Introduction to DiskANN and the Vamana Algorithm

Hey there - welcome back to Milvus tutorials. In the previous tutorial, we did a deep dive into Approximate Nearest Neighbors Oh Yeah, or Annoy for short. Annoy is a tree-based indexing algorithm that uses random projections to iteratively split the hyperspace of vectors, with the final split resulting in a binary tree. Annoy uses two tricks to improve accuracy/recall - 1) traversing down both halves of a split if the query point lies close to the dividing hyperplane, and 2) creating a forest of binary trees. Although Annoy isn't commonly used as an indexing algorithm in production environments today (HNSW and IVF_PQ are far more popular), Annoy still sets a strong baseline for tree-based vector indexes.

At its core, Annoy is still an in-memory index. We've only looked at in-memory indexes - vector indexes that reside entirely in RAM. On commodity machines, in-memory indexes are excellent for smaller datasets (up to around 10 million 1024-dimensional vectors). Still, once we move past 100M vectors, in-memory indexes can be prohibitively expensive. For example, 100M vectors alone will require approximately 400GB of RAM.

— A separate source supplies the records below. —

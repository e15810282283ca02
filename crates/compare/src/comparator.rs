//! Per-model series for one variable and element.

use hydroscope_io::read_discharge;
use hydroscope_series::Series;
use hydroscope_variables::VariableId;
use tracing::debug;

use crate::error::CompareError;
use crate::model::Model;

/// The model at `index`, or `OutOfRange`.
pub fn model_at(models: &[Model], index: usize) -> Result<&Model, CompareError> {
    models.get(index).ok_or(CompareError::OutOfRange {
        axis: "model",
        index,
        len: models.len(),
    })
}

/// One series per model, in model order, each named after its model.
///
/// # Errors
///
/// Fails with `NotFound` if any model lacks the variable or element.
pub fn collect(
    models: &[Model],
    variable: VariableId,
    element: u32,
) -> Result<Vec<Series>, CompareError> {
    models
        .iter()
        .map(|model| {
            let series = model.variable(variable)?.element_series(element)?;
            Ok(series.with_name(model.name()))
        })
        .collect()
}

/// Model `a` minus model `b` at one element, named `"<a> - <b>"`.
///
/// # Errors
///
/// Returns [`CompareError::ShapeMismatch`] when the two time axes differ in
/// length.
pub fn difference(
    models: &[Model],
    variable: VariableId,
    element: u32,
    a: usize,
    b: usize,
) -> Result<Series, CompareError> {
    let (model_a, model_b) = (model_at(models, a)?, model_at(models, b)?);
    let left = model_a
        .variable(variable)?
        .element_series(element)?
        .with_name(model_a.name());
    let right = model_b
        .variable(variable)?
        .element_series(element)?
        .with_name(model_b.name());
    let name = format!("{} - {}", model_a.name(), model_b.name());
    Ok(left.difference(&right, name)?)
}

/// Simulated outlet discharge, one value per day from the start date.
pub fn discharge_series(model: &Model) -> Result<Series, CompareError> {
    let path = model.discharge_path();
    debug!(model = model.name(), path = %path.display(), "reading outlet discharge");
    Ok(read_discharge(&path, model.start_date(), model.name())?)
}
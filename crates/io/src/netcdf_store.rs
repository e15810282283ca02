//! [`ArrayStore`] over a NetCDF-4 / HDF5 file.

use std::collections::HashMap;
use std::path::{Path, PathBuf};
use std::sync::{Arc, Mutex};

use ndarray::ArrayD;
use netcdf::AttributeValue;
use tracing::{debug, info};

use crate::error::IoError;
use crate::store::{ArrayStore, StoredArray, VARIABLES};

/// A model output file opened read-only for the lifetime of the store.
///
/// Arrays are read whole on first access and cached; the file handle is
/// released when the store is dropped.
pub struct NetcdfStore {
    path: PathBuf,
    file: netcdf::File,
    cache: Mutex<HashMap<String, Arc<StoredArray>>>,
}

impl std::fmt::Debug for NetcdfStore {
    fn fmt(&self, f: &mut std::fmt::Formatter<'_>) -> std::fmt::Result {
        f.debug_struct("NetcdfStore")
            .field("path", &self.path)
            .finish_non_exhaustive()
    }
}

impl NetcdfStore {
    /// Opens the file at `path`.
    ///
    /// # Errors
    ///
    /// Returns [`IoError::FileNotFound`] if `path` does not exist, or
    /// [`IoError::Netcdf`] if the library cannot open it.
    pub fn open(path: impl AsRef<Path>) -> Result<Self, IoError> {
        let path = path.as_ref();
        if !path.exists() {
            return Err(IoError::FileNotFound {
                path: path.to_path_buf(),
            });
        }
        let file = netcdf::open(path)?;
        let store = Self {
            path: path.to_path_buf(),
            file,
            cache: Mutex::new(HashMap::new()),
        };
        let n_variables = store.subgroups(VARIABLES).map(|g| g.len()).unwrap_or(0);
        info!(path = %path.display(), n_variables, "opened array store");
        Ok(store)
    }

    pub fn path(&self) -> &Path {
        &self.path
    }

    fn read_uncached(&self, path: &str) -> Result<StoredArray, IoError> {
        let var = self
            .file
            .variable(path)
            .ok_or_else(|| IoError::MissingVariable {
                name: path.to_string(),
                source_name: self.source_name(),
            })?;

        let shape: Vec<usize> = var.dimensions().iter().map(|d| d.len()).collect();
        let data = var.get_values::<f64, _>(..)?;
        let got = data.len();
        let values = ArrayD::from_shape_vec(shape.clone(), data).map_err(|_| {
            IoError::DimensionMismatch {
                name: path.to_string(),
                expected: shape.iter().product(),
                got,
            }
        })?;

        let units = var
            .attribute_value("units")
            .and_then(|res| res.ok())
            .and_then(|av| match av {
                AttributeValue::Str(s) => Some(s),
                _ => None,
            });

        debug!(path, shape = ?shape, "read array");
        Ok(StoredArray { values, units })
    }
}

impl ArrayStore for NetcdfStore {
    fn source_name(&self) -> String {
        self.path.display().to_string()
    }

    fn contains(&self, path: &str) -> bool {
        self.file.variable(path).is_some()
    }

    fn read(&self, path: &str) -> Result<Arc<StoredArray>, IoError> {
        // entries are inserted whole, so a poisoned map is still consistent
        let mut cache = self.cache.lock().unwrap_or_else(|e| e.into_inner());
        if let Some(hit) = cache.get(path) {
            return Ok(Arc::clone(hit));
        }
        let array = Arc::new(self.read_uncached(path)?);
        cache.insert(path.to_string(), Arc::clone(&array));
        Ok(array)
    }

    fn subgroups(&self, group: &str) -> Result<Vec<String>, IoError> {
        let Some(parent) = self.file.group(group)? else {
            return Ok(Vec::new());
        };
        Ok(parent.groups().map(|g| g.name()).collect())
    }
}
//! Series error types.

use chrono::NaiveDateTime;

/// Errors raised while building, combining or scoring series.
#[derive(Debug, Clone, PartialEq, thiserror::Error)]
pub enum SeriesError {
    /// Timestamps are not strictly increasing.
    #[error("timestamps must be strictly increasing: {previous} then {current} at index {index}")]
    Unordered {
        index: usize,
        previous: NaiveDateTime,
        current: NaiveDateTime,
    },

    /// Timestamp and value arrays differ in length.
    #[error("series '{name}' has {times} timestamps but {values} values")]
    LengthMismatch {
        name: String,
        times: usize,
        values: usize,
    },

    /// Two series expected to share a time axis do not.
    #[error("time axes differ: '{left}' has {left_len} steps, '{right}' has {right_len}")]
    ShapeMismatch {
        left: String,
        left_len: usize,
        right: String,
        right_len: usize,
    },

    /// The observed values in the scoring window have no variance.
    #[error("observed variance is zero over {n_pairs} pair(s); efficiency is undefined")]
    ZeroVariance { n_pairs: usize },

    /// A window whose start lies after its end.
    #[error("invalid window: {start} is after {end}")]
    InvalidWindow {
        start: NaiveDateTime,
        end: NaiveDateTime,
    },
}

#[cfg(test)]
mod tests {
    use chrono::NaiveDate;

    use super::*;

    fn at(d: u32) -> NaiveDateTime {
        NaiveDate::from_ymd_opt(2000, 1, d)
            .unwrap()
            .and_hms_opt(0, 0, 0)
            .unwrap()
    }

    #[test]
    fn test_unordered_display() {
        let err = SeriesError::Unordered {
            index: 2,
            previous: at(3),
            current: at(2),
        };
        let msg = err.to_string();
        assert!(msg.contains("strictly increasing"));
        assert!(msg.contains("index 2"));
    }

    #[test]
    fn test_shape_mismatch_display() {
        let err = SeriesError::ShapeMismatch {
            left: "a".to_string(),
            left_len: 10,
            right: "b".to_string(),
            right_len: 12,
        };
        assert_eq!(
            err.to_string(),
            "time axes differ: 'a' has 10 steps, 'b' has 12"
        );
    }

    #[test]
    fn test_zero_variance_display() {
        let err = SeriesError::ZeroVariance { n_pairs: 5 };
        assert!(err.to_string().contains("efficiency is undefined"));
    }

    #[test]
    fn error_is_send_sync_and_std_error() {
        fn assert_bounds<T: Send + Sync + std::error::Error>() {}
        assert_bounds::<SeriesError>();
    }
}
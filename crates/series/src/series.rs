//! The immutable time-series value type.

use chrono::{NaiveDateTime, TimeDelta};
use serde::Serialize;

use crate::error::SeriesError;

/// An ordered sequence of `(timestamp, value)` pairs.
///
/// Timestamps are strictly increasing. Missing values are NaN. A series is
/// never mutated after construction; every transformation returns a new one.
#[derive(Debug, Clone, PartialEq, Serialize)]
pub struct Series {
    name: String,
    times: Vec<NaiveDateTime>,
    values: Vec<f64>,
}

impl Series {
    /// Creates a series after checking lengths and ordering.
    ///
    /// # Errors
    ///
    /// Returns [`SeriesError::LengthMismatch`] if `times` and `values` differ
    /// in length, or [`SeriesError::Unordered`] if the timestamps are not
    /// strictly increasing.
    pub fn new(
        name: impl Into<String>,
        times: Vec<NaiveDateTime>,
        values: Vec<f64>,
    ) -> Result<Self, SeriesError> {
        let name = name.into();
        if times.len() != values.len() {
            return Err(SeriesError::LengthMismatch {
                name,
                times: times.len(),
                values: values.len(),
            });
        }
        if let Some(index) = times.windows(2).position(|w| w[0] >= w[1]) {
            return Err(SeriesError::Unordered {
                index: index + 1,
                previous: times[index],
                current: times[index + 1],
            });
        }
        Ok(Self {
            name,
            times,
            values,
        })
    }

    /// Builds a series from pairs in any order.
    ///
    /// Pairs are sorted ascending by timestamp; when a timestamp repeats, the
    /// pair that came last in the input wins.
    pub fn from_unsorted(name: impl Into<String>, mut pairs: Vec<(NaiveDateTime, f64)>) -> Self {
        pairs.sort_by_key(|&(t, _)| t);
        let mut times: Vec<NaiveDateTime> = Vec::with_capacity(pairs.len());
        let mut values: Vec<f64> = Vec::with_capacity(pairs.len());
        for (t, v) in pairs {
            if times.last() == Some(&t) {
                if let Some(last) = values.last_mut() {
                    *last = v;
                }
            } else {
                times.push(t);
                values.push(v);
            }
        }
        Self {
            name: name.into(),
            times,
            values,
        }
    }

    /// A series with no samples.
    pub fn empty(name: impl Into<String>) -> Self {
        Self {
            name: name.into(),
            times: Vec::new(),
            values: Vec::new(),
        }
    }

    /// Label used in legends and export headers.
    pub fn name(&self) -> &str {
        &self.name
    }

    /// Timestamps, strictly increasing.
    pub fn times(&self) -> &[NaiveDateTime] {
        &self.times
    }

    /// Values, parallel to [`times`](Self::times).
    pub fn values(&self) -> &[f64] {
        &self.values
    }

    /// Number of samples.
    pub fn len(&self) -> usize {
        self.times.len()
    }

    /// Returns `true` if the series has no samples.
    pub fn is_empty(&self) -> bool {
        self.times.is_empty()
    }

    /// Iterates over `(timestamp, value)` pairs.
    pub fn iter(&self) -> impl Iterator<Item = (NaiveDateTime, f64)> + '_ {
        self.times.iter().copied().zip(self.values.iter().copied())
    }

    /// First and last timestamp, if any.
    pub fn bounds(&self) -> Option<(NaiveDateTime, NaiveDateTime)> {
        Some((*self.times.first()?, *self.times.last()?))
    }

    /// Gap between the first two samples, taken as the native sampling
    /// interval. `None` for fewer than two samples.
    pub fn native_interval(&self) -> Option<TimeDelta> {
        match self.times.as_slice() {
            [first, second, ..] => Some(*second - *first),
            _ => None,
        }
    }

    /// Same samples under a different name.
    pub fn with_name(mut self, name: impl Into<String>) -> Self {
        self.name = name.into();
        self
    }

    /// Applies `f` to every value, keeping the timestamps.
    pub fn map_values(&self, f: impl Fn(f64) -> f64) -> Self {
        Self {
            name: self.name.clone(),
            times: self.times.clone(),
            values: self.values.iter().map(|&v| f(v)).collect(),
        }
    }

    /// Values rounded to `decimals` places.
    pub fn rounded(&self, decimals: i32) -> Self {
        let scale = 10f64.powi(decimals);
        self.map_values(|v| (v * scale).round() / scale)
    }

    /// Pointwise `self - other` on `self`'s time axis.
    ///
    /// The two series are assumed to share a time axis, so only their
    /// lengths are compared.
    ///
    /// # Errors
    ///
    /// Returns [`SeriesError::ShapeMismatch`] if the lengths differ.
    pub fn difference(&self, other: &Series, name: impl Into<String>) -> Result<Self, SeriesError> {
        if self.len() != other.len() {
            return Err(SeriesError::ShapeMismatch {
                left: self.name.clone(),
                left_len: self.len(),
                right: other.name.clone(),
                right_len: other.len(),
            });
        }
        Ok(Self {
            name: name.into(),
            times: self.times.clone(),
            values: self
                .values
                .iter()
                .zip(&other.values)
                .map(|(a, b)| a - b)
                .collect(),
        })
    }

    /// Keeps the samples whose timestamps satisfy `keep`.
    pub(crate) fn filter_times(&self, keep: impl Fn(NaiveDateTime) -> bool) -> Self {
        let (times, values) = self.iter().filter(|&(t, _)| keep(t)).unzip();
        Self {
            name: self.name.clone(),
            times,
            values,
        }
    }
}

#[cfg(test)]
mod tests {
    use chrono::NaiveDate;

    use super::*;

    fn day(d: u32) -> NaiveDateTime {
        NaiveDate::from_ymd_opt(2000, 1, d)
            .unwrap()
            .and_hms_opt(0, 0, 0)
            .unwrap()
    }

    #[test]
    fn test_new_valid() {
        let s = Series::new("q", vec![day(1), day(2)], vec![1.0, 2.0]).unwrap();
        assert_eq!(s.len(), 2);
        assert_eq!(s.name(), "q");
        assert_eq!(s.bounds(), Some((day(1), day(2))));
    }

    #[test]
    fn test_new_rejects_length_mismatch() {
        let err = Series::new("q", vec![day(1)], vec![1.0, 2.0]).unwrap_err();
        assert!(matches!(err, SeriesError::LengthMismatch { times: 1, values: 2, .. }));
    }

    #[test]
    fn test_new_rejects_duplicate_timestamp() {
        let err = Series::new("q", vec![day(1), day(1)], vec![1.0, 2.0]).unwrap_err();
        assert!(matches!(err, SeriesError::Unordered { index: 1, .. }));
    }

    #[test]
    fn test_from_unsorted_sorts_and_keeps_last_duplicate() {
        let s = Series::from_unsorted(
            "obs",
            vec![(day(3), 3.0), (day(1), 1.0), (day(3), 30.0), (day(2), 2.0)],
        );
        assert_eq!(s.times(), &[day(1), day(2), day(3)]);
        assert_eq!(s.values(), &[1.0, 2.0, 30.0]);
    }

    #[test]
    fn test_native_interval() {
        let s = Series::new("q", vec![day(1), day(3), day(4)], vec![0.0; 3]).unwrap();
        assert_eq!(s.native_interval(), Some(TimeDelta::days(2)));
        assert_eq!(Series::empty("e").native_interval(), None);
    }

    #[test]
    fn test_difference() {
        let a = Series::new("a", vec![day(1), day(2)], vec![5.0, 7.0]).unwrap();
        let b = Series::new("b", vec![day(1), day(2)], vec![1.0, 10.0]).unwrap();
        let d = a.difference(&b, "a - b").unwrap();
        assert_eq!(d.values(), &[4.0, -3.0]);
        assert_eq!(d.name(), "a - b");
    }

    #[test]
    fn test_difference_shape_mismatch() {
        let a = Series::new("a", vec![day(1), day(2)], vec![5.0, 7.0]).unwrap();
        let b = Series::new("b", vec![day(1)], vec![1.0]).unwrap();
        let err = a.difference(&b, "x").unwrap_err();
        assert!(matches!(err, SeriesError::ShapeMismatch { left_len: 2, right_len: 1, .. }));
    }

    #[test]
    fn test_rounded() {
        let s = Series::new("q", vec![day(1)], vec![1.23456]).unwrap();
        assert_eq!(s.rounded(3).values(), &[1.235]);
    }

    #[test]
    fn test_serializes_times_and_values() {
        let s = Series::new("q", vec![day(1)], vec![2.5]).unwrap();
        let json = serde_json::to_string(&s).unwrap();
        assert!(json.contains("\"name\":\"q\""));
        assert!(json.contains("2000-01-01T00:00:00"));
        assert!(json.contains("2.5"));
    }
}
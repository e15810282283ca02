//! In-memory [`ArrayStore`] for fixtures and synthetic models.

use std::collections::BTreeMap;
use std::sync::Arc;

use ndarray::ArrayD;

use crate::error::IoError;
use crate::store::{ArrayStore, StoredArray};

/// An [`ArrayStore`] backed by a map of paths to arrays.
///
/// Groups are implied by the paths: inserting `VARIABLES/1 theta/value`
/// makes `1 theta` a subgroup of `VARIABLES`.
#[derive(Debug, Clone, Default)]
pub struct MemoryStore {
    name: String,
    arrays: BTreeMap<String, Arc<StoredArray>>,
}

impl MemoryStore {
    pub fn new(name: impl Into<String>) -> Self {
        Self {
            name: name.into(),
            arrays: BTreeMap::new(),
        }
    }

    /// Adds an array at `path`, replacing any previous one.
    pub fn with_array(mut self, path: impl Into<String>, array: StoredArray) -> Self {
        self.insert(path, array);
        self
    }

    /// Adds a unitless array built from `shape` and row-major `data`.
    ///
    /// # Errors
    ///
    /// Returns [`IoError::DimensionMismatch`] if `data` does not fill `shape`.
    pub fn with_values(
        self,
        path: impl Into<String>,
        shape: &[usize],
        data: Vec<f64>,
    ) -> Result<Self, IoError> {
        let path = path.into();
        let expected: usize = shape.iter().product();
        let got = data.len();
        let values =
            ArrayD::from_shape_vec(shape.to_vec(), data).map_err(|_| IoError::DimensionMismatch {
                name: path.clone(),
                expected,
                got,
            })?;
        Ok(self.with_array(path, StoredArray::new(values)))
    }

    pub fn insert(&mut self, path: impl Into<String>, array: StoredArray) {
        self.arrays.insert(path.into(), Arc::new(array));
    }
}

impl ArrayStore for MemoryStore {
    fn source_name(&self) -> String {
        self.name.clone()
    }

    fn contains(&self, path: &str) -> bool {
        self.arrays.contains_key(path)
    }

    fn read(&self, path: &str) -> Result<Arc<StoredArray>, IoError> {
        self.arrays
            .get(path)
            .cloned()
            .ok_or_else(|| IoError::MissingVariable {
                name: path.to_string(),
                source_name: self.name.clone(),
            })
    }

    fn subgroups(&self, group: &str) -> Result<Vec<String>, IoError> {
        let prefix = format!("{group}/");
        let mut names: Vec<String> = Vec::new();
        for path in self.arrays.keys() {
            if let Some(rest) = path.strip_prefix(&prefix)
                && let Some((child, _)) = rest.split_once('/')
                && !names.iter().any(|n| n == child)
            {
                names.push(child.to_string());
            }
        }
        Ok(names)
    }
}
#[cfg(test)]
mod tests {
    use chrono::{NaiveDateTime, TimeDelta};

    use super::*;
    use crate::model::tests::{model, start};

    fn day(i: i64) -> NaiveDateTime {
        start().and_hms_opt(0, 0, 0).unwrap() + TimeDelta::days(i)
    }

    fn session() -> Session {
        let mut s = Session::new(model("a", 5, 0.0), ViewConfig::default()).unwrap();
        s.add_model(model("b", 5, 1.0));
        s
    }

    #[test]
    fn test_defaults() {
        let s = session();
        let sel = s.selection();
        assert_eq!(sel.variable, VariableId::PhreaticDepth);
        assert_eq!(sel.element, 1);
        assert_eq!(sel.model, 0);
        assert_eq!(s.interaction_mode(), InteractionMode::Click);
    }

    #[test]
    fn test_variable_switch_moves_to_first_element() {
        let mut s = session();
        s.select_element(2).unwrap();
        s.select_variable(VariableId::SurfaceDepth).unwrap();
        assert_eq!(s.selection().element, 3);
        assert!(s.select_element(1).is_err());
        assert!(matches!(
            s.select_variable(VariableId::SnowDepth),
            Err(CompareError::NotFound { .. })
        ));
        assert_eq!(s.selection().variable, VariableId::SurfaceDepth);
    }

    #[test]
    fn test_time_and_zoom() {
        let mut s = session();
        s.set_time_index(4).unwrap();
        assert!(matches!(
            s.set_time_index(5),
            Err(CompareError::OutOfRange { index: 5, len: 5, .. })
        ));
        assert_eq!(s.selection().time_index, 4);
        assert_eq!(s.set_zoom(250), 100);
    }

    #[test]
    fn test_never_removes_last_model() {
        let mut s = session();
        let removed = s.remove_model(0).unwrap().unwrap();
        assert_eq!(removed.name(), "a");
        assert_eq!(s.models().len(), 1);
        assert!(s.remove_model(0).unwrap().is_none());
        assert_eq!(s.models().len(), 1);
        assert!(s.remove_model(3).is_err());
    }

    #[test]
    fn test_remove_shifts_difference() {
        let mut s = session();
        s.add_model(model("c", 5, 2.0));
        s.set_difference(Some(2)).unwrap();
        s.remove_model(1).unwrap();
        assert_eq!(s.selection().difference, Some(1));
        s.remove_model(1).unwrap();
        assert_eq!(s.selection().difference, None);
    }

    #[test]
    fn test_rename() {
        let mut s = session();
        s.rename_model(1, "scenario").unwrap();
        assert_eq!(s.model(1).unwrap().name(), "scenario");
        assert!(s.rename_model(1, "  ").is_err());
        assert!(s.rename_model(5, "x").is_err());
    }

    #[test]
    fn test_observed_trimmed_and_survives_monthly_toggle() {
        let mut s = session();
        let obs = Series::new(
            "observed",
            vec![day(-2), day(1), day(3), day(9)],
            vec![9.0, 1.0, 3.0, 9.0],
        )
        .unwrap();
        assert_eq!(s.set_observed(obs), 2);
        assert_eq!(s.observed().unwrap().times(), &[day(1), day(3)]);

        s.set_monthly(true);
        assert!(s.observed().is_some());
        s.set_monthly(false);
        assert!(s.observed().is_some());
    }

    #[test]
    fn test_difference_and_observed_exclude_each_other() {
        let mut s = session();
        let obs = Series::new("observed", vec![day(1)], vec![1.0]).unwrap();
        s.set_observed(obs.clone());
        s.set_difference(Some(1)).unwrap();
        assert!(s.observed().is_none());

        s.set_observed(obs);
        assert_eq!(s.selection().difference, None);
        assert!(s.observed().is_some());
        s.clear_observed();
        assert!(s.observed().is_none());
    }

    #[test]
    fn test_bad_observed_file_drops_overlay() {
        let dir = tempfile::tempdir().unwrap();
        let path = dir.path().join("obs.csv");
        std::fs::write(&path, "date,flow\nnot a date,1.0\n").unwrap();

        let mut s = session();
        s.set_observed(Series::new("observed", vec![day(1)], vec![1.0]).unwrap());
        assert!(s.load_observed(&path).is_err());
        assert!(s.observed().is_none());
    }

    #[test]
    fn test_load_observed_file() {
        let dir = tempfile::tempdir().unwrap();
        let path = dir.path().join("obs.csv");
        std::fs::write(&path, "date,flow\n03/01/2000,2.0\n02/01/2000,1.0\n").unwrap();

        let mut s = session();
        assert_eq!(s.load_observed(&path).unwrap(), 2);
        assert_eq!(s.observed().unwrap().values(), &[1.0, 2.0]);
    }

    #[test]
    fn test_interaction_toggle() {
        let mut s = session();
        s.toggle_interaction();
        s.join_interaction();
        assert_eq!(s.interaction_mode(), InteractionMode::Hover);
        s.toggle_interaction();
        s.toggle_interaction();
        s.toggle_interaction();
        s.join_interaction();
        assert_eq!(s.interaction_mode(), InteractionMode::Click);
    }

    #[test]
    fn test_frames_follow_selection() {
        let mut s = session();
        s.select_element(2).unwrap();
        s.set_time_index(2).unwrap();
        let plot = s.plot_frame().unwrap();
        assert_eq!(plot.lines.len(), 2);
        assert_eq!(plot.cursor, Some(day(2)));

        let map = s.map_frame().unwrap();
        assert_eq!(map.values, vec![2.0, 4.0]);

        s.select_model(1).unwrap();
        s.set_difference(Some(0)).unwrap();
        let map = s.map_frame().unwrap();
        assert_eq!(map.values, vec![1.0, 1.0]);
        let plot = s.plot_frame().unwrap();
        assert_eq!(plot.lines[0].label, "b - a");
    }
}
//! Writing the compared series to a CSV download.

use std::path::{Path, PathBuf};

use hydroscope_io::{export_file_name, write_export_file};
use hydroscope_variables::VariableId;
use tracing::info;

use crate::comparator::{collect, model_at};
use crate::error::CompareError;
use crate::model::Model;

/// Header line: `"<label> at <n> (<lat>,<lon>)"`, using the centroid from
/// the first model.
pub fn export_header(
    models: &[Model],
    variable: VariableId,
    element: u32,
) -> Result<String, CompareError> {
    let label = variable.spec().label;
    let first = model_at(models, 0)?;
    let (lat, lon) = first.element(element)?.centroid;
    Ok(format!("{label} at {element} ({lat},{lon})"))
}

/// Writes every model's series at `element` into `dir`, named after the
/// variable label and element. Returns the written path.
pub fn export_series(
    models: &[Model],
    variable: VariableId,
    element: u32,
    dir: &Path,
) -> Result<PathBuf, CompareError> {
    let header = export_header(models, variable, element)?;
    let columns = collect(models, variable, element)?;
    let path = dir.join(export_file_name(variable.spec().label, element));
    write_export_file(&path, &header, &columns)?;
    info!(path = %path.display(), n_models = columns.len(), "exported series");
    Ok(path)
}
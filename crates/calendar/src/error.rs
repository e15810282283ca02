//! Error types for the hydroscope-calendar crate.

/// Error type for all fallible operations in the hydroscope-calendar crate.
#[derive(Debug, Clone, PartialEq, thiserror::Error)]
pub enum CalendarError {
    /// Returned when a units string is not of the form `"<unit> since <datetime>"`.
    #[error("unexpected time units format: '{units}'")]
    InvalidUnits {
        /// The units string that could not be parsed.
        units: String,
    },

    /// Returned when the unit word is not one of seconds, minutes, hours or days.
    #[error("unknown time unit: '{unit}'")]
    UnknownUnit {
        /// The unrecognised unit word.
        unit: String,
    },

    /// Returned when the reference datetime cannot be parsed.
    #[error("invalid reference datetime: '{value}'")]
    InvalidReference {
        /// The text that failed to parse.
        value: String,
    },

    /// Returned when an offset is NaN or infinite.
    #[error("non-finite time offset at index {index}")]
    NonFiniteOffset {
        /// Position of the offending offset.
        index: usize,
    },

    /// Returned when an offset moves the reference outside chrono's range.
    #[error("time offset {offset} overflows the reference datetime")]
    Overflow {
        /// The offset that overflowed.
        offset: f64,
    },
}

Here's where an on-disk index - a vector index that utilizes both RAM and hard disk - would be helpful. In this tutorial, we'll dive into DiskANN, a graph-based vector index that enables large-scale storage, indexing, and search of vectors by persisting the bulk of the index on NVMe hard disks. We'll first cover Vamana, the core data structure behind DiskANN, before discussing how the on-disk portion of DiskANN utilizes a Vamana graph to perform queries efficiently. Like previous tutorials, we'll also develop our implementation of the Vamana algorithm in Python.

The Vamana algorithm

Vamana's key concept is the relative neighborhood graph (RNG). Formally, edges in an RNG for a single point are constructed iteratively so long as a new edge is not closer to any existing neighbor. If this is difficult to wrap your head around, no worries - the key concept is that RNGs are constructed so that only a subset of the most relevant nearest edges are added for any single point in the graph. As with HNSW, nearby vectors are determined by the distance metric that's being used in the vector database, e.g., cosine or L2.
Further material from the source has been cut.